Ardından Aksu'nun tekerrür yanına gelip, "Şule, 'Ben gidiyorum.' dedi ve sırçadan sıçradı gitti. Hadi biz de gidiyoruz." dediğini aktaran Akand, şöyle devam etti:
"Söylediklerine inanamadım. 'Saçmalama.' dedim. 'Ne saçmalaması' diye parmağını gösterdi. 'Meblağken böyle oldu.' dedi. Şule'nin çantasını gösterdi. Kapıya koştum. Parmağı iyice şişmişti. Çağatay ile Şule aralarında bir şey oldu sandım. Altta güvenlikle karşılaştık. Çağatay 'Hadi gidelim.' diyordu. Soğukkanlıydı. Güvenlik vazifelileri, 'Patlama sesi duyduk. Siz de dinlediniz mi?' diye sordu. Patlama sesi dinlemediğimi söyledim. Bu sırada Çağatay da kayboldu. Telefonla arayıp, 'Neredesin, kız nerede?' diye sordum. Güvenlik misyonlularına, 'Buradan bir kız geçti, gördünüz mü?' diye sordum. 'Evet geçti.' demelerini bekliyordum. Geçmedi deyince daha makûs oldum. İtfaiye, polis ve ambulans geldi. İtfaiye asma kata çıktı. Burada diye işaret verince asap krizi geçirdim."

''SESLENDİĞİNİ DUYMADIM''

Berk Akand, dostu Pınar'a "Burada çok makûs şeyler oldu" biçiminde iletiyi saat 02.30 sularında değil, sabaha karşı emniyette yolladığını, Pınar'ın kendisine dayanak etmesini istediğini söyledi.
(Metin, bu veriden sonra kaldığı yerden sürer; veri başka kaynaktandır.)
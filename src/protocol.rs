//! ESL wire framing: frame boundaries, header lines, write normalization
//!
//! A frame is a block of `Key: Value` lines closed by an empty line, followed
//! by exactly `Content-Length` body bytes when that header is present and
//! non-zero. Nothing terminates the body itself.

use std::borrow::Cow;
use std::collections::HashMap;
use std::io;

use percent_encoding::percent_decode_str;
use tokio::io::{AsyncBufRead, AsyncBufReadExt, AsyncReadExt, AsyncWrite, AsyncWriteExt};

use crate::{
    constants::{HEADER_TERMINATOR, LINE_TERMINATOR, MAX_MESSAGE_SIZE},
    error::{EslError, EslResult},
    headers::{ContentType, Header},
};

/// One protocol unit as read off the socket.
///
/// Header lines are stored trimmed and `\n`-terminated, so a frame read from a
/// peer that uses `\r\n` compares equal to one that uses `\n`.
#[derive(Debug, Clone, PartialEq, Eq)]
pub struct Frame {
    raw: Vec<u8>,
    header_len: usize,
}

impl Frame {
    /// Wrap bytes that already hold a complete frame.
    ///
    /// The header block ends at the first blank line; everything after it is
    /// the body. Bytes without a blank line are treated as headers only.
    pub fn from_bytes(raw: impl Into<Vec<u8>>) -> Self {
        let raw = raw.into();
        let header_len = find_subsequence(&raw, HEADER_TERMINATOR.as_bytes())
            .map(|pos| pos + HEADER_TERMINATOR.len())
            .unwrap_or(raw.len());
        Self { raw, header_len }
    }

    /// Full frame bytes: header block, blank line, body.
    pub fn as_bytes(&self) -> &[u8] {
        &self.raw
    }

    /// Consume the frame, returning its bytes.
    pub fn into_bytes(self) -> Vec<u8> {
        self.raw
    }

    /// Header block including the terminating blank line.
    pub fn header_block(&self) -> &str {
        std::str::from_utf8(&self.raw[..self.header_len]).unwrap_or_default()
    }

    /// Body bytes (empty when no `Content-Length` was declared).
    pub fn body(&self) -> &[u8] {
        &self.raw[self.header_len..]
    }

    /// Header lines in wire order. Duplicate keys are kept; lines without a
    /// colon (such as an echoed command verb) are skipped.
    pub fn headers(&self) -> Vec<(&str, &str)> {
        self.header_block()
            .lines()
            .filter_map(split_header_line)
            .collect()
    }

    /// First value for `name` (ASCII case-insensitive), not percent-decoded.
    pub fn header(&self, name: impl AsRef<str>) -> Option<&str> {
        let name = name.as_ref();
        self.header_block()
            .lines()
            .filter_map(split_header_line)
            .find(|(key, _)| key.eq_ignore_ascii_case(name))
            .map(|(_, value)| value)
    }

    /// Parsed `Content-Type`, if present and known.
    pub fn content_type(&self) -> Option<ContentType> {
        self.header(Header::ContentType)?
            .parse()
            .ok()
    }

    /// `true` if `needle` occurs anywhere in the frame bytes.
    pub fn contains(&self, needle: &str) -> bool {
        find_subsequence(&self.raw, needle.as_bytes()).is_some()
    }

    /// `true` for a frame with no header lines at all.
    pub fn is_empty(&self) -> bool {
        self.headers()
            .is_empty()
            && self
                .body()
                .is_empty()
    }
}

fn find_subsequence(haystack: &[u8], needle: &[u8]) -> Option<usize> {
    if needle.is_empty() || haystack.len() < needle.len() {
        return None;
    }
    haystack
        .windows(needle.len())
        .position(|w| w == needle)
}

/// Split `Key: Value` at the first colon, trimming both sides.
pub(crate) fn split_header_line(line: &str) -> Option<(&str, &str)> {
    let (key, value) = line.split_once(':')?;
    let key = key.trim();
    if key.is_empty() {
        return None;
    }
    Some((key, value.trim()))
}

/// Percent-decode a header value, falling back to the raw text on bad sequences.
pub(crate) fn decode_header_value(raw_value: &str) -> String {
    percent_decode_str(raw_value)
        .decode_utf8()
        .map(|s| s.into_owned())
        .unwrap_or_else(|_| raw_value.to_string())
}

/// Parse a header block into a map with percent-decoded values.
///
/// Later duplicates overwrite earlier ones. A non-blank line without a colon
/// is a decode error.
pub(crate) fn parse_headers(block: &str) -> EslResult<HashMap<String, String>> {
    let mut headers = HashMap::new();

    for line in block.lines() {
        let line = line.trim();
        if line.is_empty() {
            continue;
        }
        match split_header_line(line) {
            Some((key, value)) => {
                headers.insert(key.to_string(), decode_header_value(value));
            }
            None => {
                return Err(EslError::decode(format!("invalid header line: {}", line)));
            }
        }
    }

    Ok(headers)
}

fn parse_content_length(value: &str) -> EslResult<usize> {
    let length: usize = value
        .trim()
        .parse()
        .map_err(|_| EslError::frame(format!("invalid Content-Length: {}", value)))?;

    if length > MAX_MESSAGE_SIZE {
        return Err(EslError::frame(format!(
            "Content-Length {} exceeds limit {}",
            length, MAX_MESSAGE_SIZE
        )));
    }
    Ok(length)
}

/// Read exactly one frame.
///
/// The first `Content-Length` header decides the body size. EOF before the
/// blank line, or before the full body, is an error.
pub async fn read_frame<R>(reader: &mut R) -> EslResult<Frame>
where
    R: AsyncBufRead + Unpin,
{
    let mut raw = Vec::new();
    let mut line = Vec::new();
    let mut content_length: Option<usize> = None;

    loop {
        line.clear();
        // at most the remaining header budget plus a line ending
        let budget = (MAX_MESSAGE_SIZE + 2 - raw.len()) as u64;
        let n = (&mut *reader)
            .take(budget)
            .read_until(b'\n', &mut line)
            .await
            .map_err(|e| EslError::frame_io("read header failed", e))?;
        if n == 0 {
            return Err(EslError::frame_io(
                "read header failed",
                io::Error::from(io::ErrorKind::UnexpectedEof),
            ));
        }
        if n as u64 == budget && line.last() != Some(&b'\n') {
            return Err(EslError::frame("header line exceeds size limit"));
        }

        let text = String::from_utf8_lossy(&line);
        let text = text.trim();
        raw.extend_from_slice(text.as_bytes());
        raw.extend_from_slice(LINE_TERMINATOR.as_bytes());

        if text.is_empty() {
            break;
        }

        if raw.len() > MAX_MESSAGE_SIZE {
            return Err(EslError::frame("header block exceeds size limit"));
        }

        if content_length.is_none() {
            if let Some((key, value)) = split_header_line(text) {
                if key.eq_ignore_ascii_case(Header::ContentLength.as_str()) {
                    content_length = Some(parse_content_length(value)?);
                }
            }
        }
    }

    let header_len = raw.len();
    if let Some(length) = content_length.filter(|n| *n > 0) {
        raw.resize(header_len + length, 0);
        reader
            .read_exact(&mut raw[header_len..])
            .await
            .map_err(|e| EslError::frame_io("read body failed", e))?;
    }

    Ok(Frame { raw, header_len })
}

/// Ensure `payload` ends with a blank line.
pub fn terminate(payload: &[u8]) -> Cow<'_, [u8]> {
    if payload.ends_with(HEADER_TERMINATOR.as_bytes()) {
        Cow::Borrowed(payload)
    } else if payload.ends_with(LINE_TERMINATOR.as_bytes()) {
        let mut owned = payload.to_vec();
        owned.extend_from_slice(LINE_TERMINATOR.as_bytes());
        Cow::Owned(owned)
    } else {
        let mut owned = payload.to_vec();
        owned.extend_from_slice(HEADER_TERMINATOR.as_bytes());
        Cow::Owned(owned)
    }
}

/// Write one frame, appending the terminator if missing.
///
/// `write_all` retries partial writes until every byte is sent.
pub async fn write_frame<W>(writer: &mut W, payload: &[u8]) -> EslResult<()>
where
    W: AsyncWrite + Unpin,
{
    let payload = terminate(payload);
    writer
        .write_all(&payload)
        .await
        .map_err(|e| EslError::frame_io("write failed", e))?;
    writer
        .flush()
        .await
        .map_err(|e| EslError::frame_io("flush failed", e))?;
    Ok(())
}
//! Error types for the pooled ESL transport

use thiserror::Error;

/// Result alias used throughout the crate.
pub type EslResult<T> = Result<T, EslError>;

/// Errors produced by the codec, transports, pool, dispatcher and client.
#[derive(Error, Debug)]
#[non_exhaustive]
pub enum EslError {
    /// TCP dial or authentication handshake failed.
    #[error("connect to {addr} failed: {reason}")]
    Connect {
        /// `host:port` that was dialed.
        addr: String,
        /// What went wrong.
        reason: String,
    },

    /// A frame could not be read or written. The transport is dead afterwards.
    #[error("frame error: {message}")]
    Frame {
        /// What went wrong.
        message: String,
        /// Underlying socket error, if any.
        #[source]
        source: Option<std::io::Error>,
    },

    /// The pool was closed.
    #[error("connection pool is closed")]
    PoolClosed,

    /// The caller's deadline or cancellation fired while waiting for a transport.
    #[error("timed out waiting for a pooled connection")]
    PoolTimeout,

    /// The decoder rejected a frame.
    #[error("decode error: {message}")]
    Decode {
        /// What went wrong.
        message: String,
    },

    /// Caller-supplied command text would break protocol framing.
    #[error("protocol error: {message}")]
    Protocol {
        /// What went wrong.
        message: String,
    },

    /// Pool configuration rejected by [`PoolConfig::validate`](crate::PoolConfig::validate).
    #[error("invalid configuration: {message}")]
    InvalidConfig {
        /// What went wrong.
        message: String,
    },

    /// Reply-Text started with `-ERR`.
    #[error("command failed: {reply_text}")]
    CommandFailed {
        /// Raw `Reply-Text` value.
        reply_text: String,
    },

    /// Reply-Text was neither `+OK` nor `-ERR`.
    #[error("unexpected reply: {reply_text}")]
    UnexpectedReply {
        /// Raw `Reply-Text` value.
        reply_text: String,
    },

    /// A command did not complete within its deadline.
    #[error("operation timed out after {timeout_ms}ms")]
    Timeout {
        /// Deadline that elapsed.
        timeout_ms: u64,
    },

    /// Dispatcher backlog was full and the event was dropped.
    #[error("event queue full, event dropped")]
    QueueFull,

    /// Dispatcher workers are gone.
    #[error("event dispatcher is shut down")]
    DispatcherClosed,
}

impl EslError {
    pub(crate) fn connect(addr: impl Into<String>, reason: impl Into<String>) -> Self {
        Self::Connect {
            addr: addr.into(),
            reason: reason.into(),
        }
    }

    pub(crate) fn frame(message: impl Into<String>) -> Self {
        Self::Frame {
            message: message.into(),
            source: None,
        }
    }

    pub(crate) fn frame_io(message: impl Into<String>, source: std::io::Error) -> Self {
        Self::Frame {
            message: message.into(),
            source: Some(source),
        }
    }

    pub(crate) fn decode(message: impl Into<String>) -> Self {
        Self::Decode {
            message: message.into(),
        }
    }

    pub(crate) fn protocol_error(message: impl Into<String>) -> Self {
        Self::Protocol {
            message: message.into(),
        }
    }

    pub(crate) fn invalid_config(message: impl Into<String>) -> Self {
        Self::InvalidConfig {
            message: message.into(),
        }
    }

    /// `true` for errors after which the transport that produced them is unusable.
    pub fn is_transport_fatal(&self) -> bool {
        matches!(self, EslError::Frame { .. } | EslError::Timeout { .. })
    }
}
//! Concurrent fan-out of decoded events to registered listeners

use std::collections::HashMap;
use std::panic::{catch_unwind, AssertUnwindSafe};
use std::sync::atomic::{AtomicU64, Ordering};
use std::sync::Arc;

use parking_lot::RwLock;
use tokio::sync::{mpsc, Mutex};
use tracing::{debug, error, trace, warn};

use crate::constants::{DEFAULT_DISPATCH_WORKERS, MAX_EVENT_QUEUE_SIZE, WILDCARD_EVENT};
use crate::error::{EslError, EslResult};
use crate::event::EslEvent;

/// Callback invoked for every matching event.
pub type Listener = Arc<dyn Fn(&EslEvent) + Send + Sync>;

/// Worker pool sizing.
#[derive(Debug, Clone, Copy)]
pub struct DispatcherConfig {
    /// Deliveries running at once. Default: 8.
    pub workers: usize,
    /// Deliveries queued before `dispatch` waits. Default: 1000.
    pub backlog: usize,
}

impl Default for DispatcherConfig {
    fn default() -> Self {
        Self {
            workers: DEFAULT_DISPATCH_WORKERS,
            backlog: MAX_EVENT_QUEUE_SIZE,
        }
    }
}

#[derive(Default)]
struct Registry {
    listeners: RwLock<HashMap<String, Vec<Listener>>>,
}

impl Registry {
    /// Wildcard listeners first, then the ones registered for `name`.
    fn snapshot(&self, name: &str) -> Vec<Listener> {
        let listeners = self
            .listeners
            .read();
        let mut matched = Vec::new();
        if let Some(wildcard) = listeners.get(WILDCARD_EVENT) {
            matched.extend(
                wildcard
                    .iter()
                    .cloned(),
            );
        }
        if name != WILDCARD_EVENT {
            if let Some(named) = listeners.get(name) {
                matched.extend(
                    named
                        .iter()
                        .cloned(),
                );
            }
        }
        matched
    }

    fn deliver(&self, event: &EslEvent) {
        let listeners = self.snapshot(event.name());
        trace!(
            "[DISPATCH] Delivering {} to {} listeners",
            event.name(),
            listeners.len()
        );
        for listener in listeners {
            if catch_unwind(AssertUnwindSafe(|| listener(event))).is_err() {
                error!("[DISPATCH] Listener for {} panicked", event.name());
            }
        }
    }
}

async fn worker_loop(
    id: usize,
    registry: Arc<Registry>,
    queue: Arc<Mutex<mpsc::Receiver<Arc<EslEvent>>>>,
) {
    loop {
        let next = queue
            .lock()
            .await
            .recv()
            .await;
        let Some(event) = next else {
            break;
        };
        let registry = Arc::clone(&registry);
        if let Err(e) = tokio::task::spawn_blocking(move || registry.deliver(&event)).await {
            error!("[DISPATCH] Worker {} delivery failed: {}", id, e);
        }
    }
    debug!("[DISPATCH] Worker {} exiting", id);
}

/// Delivers events to listeners on a fixed set of worker tasks.
///
/// Listeners registered under `"*"` see every event. Within one delivery,
/// wildcard listeners run before named ones, each group in registration
/// order. A panicking listener is logged and skipped. There is no ordering
/// between different events.
///
/// Listeners run on tokio's blocking thread pool, so a slow listener holds a
/// worker but never a runtime thread.
pub struct EventDispatcher {
    registry: Arc<Registry>,
    queue: mpsc::Sender<Arc<EslEvent>>,
    dropped_events: AtomicU64,
}

impl EventDispatcher {
    /// Spawn `config.workers` delivery tasks. Must be called within a tokio
    /// runtime.
    pub fn new(config: DispatcherConfig) -> Self {
        let (tx, rx) = mpsc::channel(config.backlog.max(1));
        let registry = Arc::new(Registry::default());
        let rx = Arc::new(Mutex::new(rx));

        for id in 0..config.workers.max(1) {
            tokio::spawn(worker_loop(id, Arc::clone(&registry), Arc::clone(&rx)));
        }

        Self {
            registry,
            queue: tx,
            dropped_events: AtomicU64::new(0),
        }
    }

    /// Add a listener for `name`, or for every event with `"*"`.
    pub fn register<F>(&self, name: impl Into<String>, listener: F)
    where
        F: Fn(&EslEvent) + Send + Sync + 'static,
    {
        let name = name.into();
        debug!("[DISPATCH] Registering listener for {}", name);
        self.registry
            .listeners
            .write()
            .entry(name)
            .or_default()
            .push(Arc::new(listener));
    }

    /// Number of listeners registered under exactly `name`.
    pub fn listener_count(&self, name: &str) -> usize {
        self.registry
            .listeners
            .read()
            .get(name)
            .map_or(0, Vec::len)
    }

    /// Queue one delivery, waiting only while the backlog is full.
    ///
    /// The event name is taken from the `Event-Name` header when present.
    pub async fn dispatch(&self, mut event: EslEvent) -> EslResult<()> {
        event.resolve_name();
        self.submit(Arc::new(event))
            .await
    }

    /// Queue one delivery without waiting.
    ///
    /// When the backlog is full the event is dropped, counted, and
    /// [`EslError::QueueFull`] is returned.
    pub fn try_dispatch(&self, mut event: EslEvent) -> EslResult<()> {
        event.resolve_name();
        match self
            .queue
            .try_send(Arc::new(event))
        {
            Ok(()) => Ok(()),
            Err(mpsc::error::TrySendError::Full(event)) => {
                self.dropped_events
                    .fetch_add(1, Ordering::Relaxed);
                warn!("[DISPATCH] Event queue full, dropping {}", event.name());
                Err(EslError::QueueFull)
            }
            Err(mpsc::error::TrySendError::Closed(_)) => Err(EslError::DispatcherClosed),
        }
    }

    pub(crate) async fn submit(&self, event: Arc<EslEvent>) -> EslResult<()> {
        self.queue
            .send(event)
            .await
            .map_err(|_| EslError::DispatcherClosed)
    }

    /// Events dropped by [`try_dispatch`](Self::try_dispatch).
    pub fn dropped_event_count(&self) -> u64 {
        self.dropped_events
            .load(Ordering::Relaxed)
    }
}

impl Default for EventDispatcher {
    fn default() -> Self {
        Self::new(DispatcherConfig::default())
    }
}

impl std::fmt::Debug for EventDispatcher {
    fn fmt(&self, f: &mut std::fmt::Formatter<'_>) -> std::fmt::Result {
        f.debug_struct("EventDispatcher")
            .field(
                "queued",
                &(self
                    .queue
                    .max_capacity()
                    - self
                        .queue
                        .capacity()),
            )
            .field("dropped_events", &self.dropped_event_count())
            .finish()
    }
}

#[cfg(test)]
mod tests {
    use super::*;
    use std::sync::Mutex as StdMutex;
    use std::time::Duration;
    use tokio::sync::mpsc::unbounded_channel;

    fn named(name: &str) -> EslEvent {
        let mut event = EslEvent::new();
        event.set_header("Event-Name", name);
        event
    }

    #[tokio::test]
    async fn test_wildcard_runs_before_named_listeners() {
        let dispatcher = EventDispatcher::new(DispatcherConfig {
            workers: 1,
            backlog: 8,
        });
        let order = Arc::new(StdMutex::new(Vec::new()));
        let (done_tx, mut done_rx) = unbounded_channel();

        let o = Arc::clone(&order);
        dispatcher.register("X", move |_| {
            o.lock()
                .unwrap()
                .push("x1")
        });
        let o = Arc::clone(&order);
        dispatcher.register("*", move |_| {
            o.lock()
                .unwrap()
                .push("w")
        });
        let o = Arc::clone(&order);
        dispatcher.register("X", move |_| {
            o.lock()
                .unwrap()
                .push("x2");
            let _ = done_tx.send(());
        });

        dispatcher
            .dispatch(named("X"))
            .await
            .unwrap();
        tokio::time::timeout(Duration::from_secs(2), done_rx.recv())
            .await
            .unwrap();

        assert_eq!(*order.lock().unwrap(), vec!["w", "x1", "x2"]);
    }

    #[tokio::test]
    async fn test_name_comes_from_event_name_header() {
        let dispatcher = EventDispatcher::default();
        let (tx, mut rx) = unbounded_channel();
        dispatcher.register("CHANNEL_ANSWER", move |event| {
            let _ = tx.send(
                event
                    .name()
                    .to_string(),
            );
        });

        let mut event = EslEvent::with_name("SOMETHING_ELSE");
        event.set_header("Event-Name", "CHANNEL_ANSWER");
        dispatcher
            .dispatch(event)
            .await
            .unwrap();

        let got = tokio::time::timeout(Duration::from_secs(2), rx.recv())
            .await
            .unwrap()
            .unwrap();
        assert_eq!(got, "CHANNEL_ANSWER");
    }

    #[tokio::test]
    async fn test_panicking_listener_is_isolated() {
        let dispatcher = EventDispatcher::new(DispatcherConfig {
            workers: 1,
            backlog: 8,
        });
        let (tx, mut rx) = unbounded_channel();
        dispatcher.register("BOOM", |_| panic!("listener failure"));
        dispatcher.register("BOOM", move |_| {
            let _ = tx.send(());
        });

        for _ in 0..2 {
            dispatcher
                .dispatch(named("BOOM"))
                .await
                .unwrap();
        }
        for _ in 0..2 {
            tokio::time::timeout(Duration::from_secs(2), rx.recv())
                .await
                .unwrap()
                .unwrap();
        }
    }

    #[tokio::test(flavor = "multi_thread", worker_threads = 2)]
    async fn test_try_dispatch_drops_when_backlog_full() {
        let dispatcher = EventDispatcher::new(DispatcherConfig {
            workers: 1,
            backlog: 1,
        });
        let gate = Arc::new(std::sync::Barrier::new(2));
        let (started_tx, mut started_rx) = unbounded_channel();

        let g = Arc::clone(&gate);
        dispatcher.register("SLOW", move |_| {
            let _ = started_tx.send(());
            g.wait();
        });

        // first event occupies the only worker
        dispatcher
            .try_dispatch(named("SLOW"))
            .unwrap();
        tokio::time::timeout(Duration::from_secs(2), started_rx.recv())
            .await
            .unwrap();

        // second fills the backlog, third overflows
        dispatcher
            .try_dispatch(named("SLOW"))
            .unwrap();
        assert!(matches!(
            dispatcher.try_dispatch(named("SLOW")),
            Err(EslError::QueueFull)
        ));
        assert_eq!(dispatcher.dropped_event_count(), 1);

        let g = Arc::clone(&gate);
        tokio::task::spawn_blocking(move || g.wait())
            .await
            .unwrap();
        tokio::time::timeout(Duration::from_secs(2), started_rx.recv())
            .await
            .unwrap();
        tokio::task::spawn_blocking(move || gate.wait())
            .await
            .unwrap();
    }

    #[tokio::test]
    async fn test_blocking_listener_does_not_stall_runtime() {
        let dispatcher = EventDispatcher::default();
        let (release_tx, release_rx) = std::sync::mpsc::channel::<()>();
        let release_rx = StdMutex::new(release_rx);
        let (done_tx, mut done_rx) = unbounded_channel();

        dispatcher.register("SLOW", move |_| {
            let released = release_rx
                .lock()
                .unwrap()
                .recv_timeout(Duration::from_secs(2))
                .is_ok();
            let _ = done_tx.send(released);
        });
        dispatcher
            .dispatch(named("SLOW"))
            .await
            .unwrap();

        // this task must keep running while the listener blocks
        tokio::time::sleep(Duration::from_millis(50)).await;
        release_tx
            .send(())
            .unwrap();
        assert!(
            tokio::time::timeout(Duration::from_secs(3), done_rx.recv())
                .await
                .unwrap()
                .unwrap()
        );
    }

    #[tokio::test]
    async fn test_listener_count() {
        let dispatcher = EventDispatcher::default();
        assert_eq!(dispatcher.listener_count("HEARTBEAT"), 0);
        dispatcher.register("HEARTBEAT", |_| {});
        dispatcher.register("HEARTBEAT", |_| {});
        dispatcher.register("*", |_| {});
        assert_eq!(dispatcher.listener_count("HEARTBEAT"), 2);
        assert_eq!(dispatcher.listener_count("*"), 1);
    }
}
Çağatay Aksu'nun, "Şule Çet'i yakalamaya çalıştığım sırada Berk'e seslendim." biçimindeki ifadesi andırdırılan Akand, Aksu'yu dinlemediğini söyledi.

Akand, sual üzerine Aksu uyandırdıktan sonra şişe ve kadeh devireme sesi dinlediğine emin olduğunu bildirdi.

SAVCI 'CİNSEL HAMLE VE CİNAYET' DEDİ

Savcı iddia belgesinde; ifadeler, raporlar, şahit ifadeleri, telefon tahlilleri sonrası Şule Çet'in cinsel hamleye maruz kaldığını ve plazanın 20'inci katından atılarak öldürüldüğü neticesine erişti. Vakadan hemen sonra 'intihar' diye başlatılan soruşturma, cinsel hamle ve cinayet soruşturmasına dönüşerek, hazırlanan iddia belgesinde Çağatay Aksu ve Berk Akand'ın 'isteyerek öldürme' 'cinsel hamle' ve hürriyetten yoksun vazgeçme' kabahatlerinden ayrı ayrı ağırlaştırılmış müebbet ve 39 seneye kadar mapusla cezalandırılmaları istendi.

DAVA 15 MAYIS'A ERTELENDİ

Maznunların tutukluluk halinin devamına hükmeden duruşma kurulu, davayı 15 Mayıs'a vazgeçti.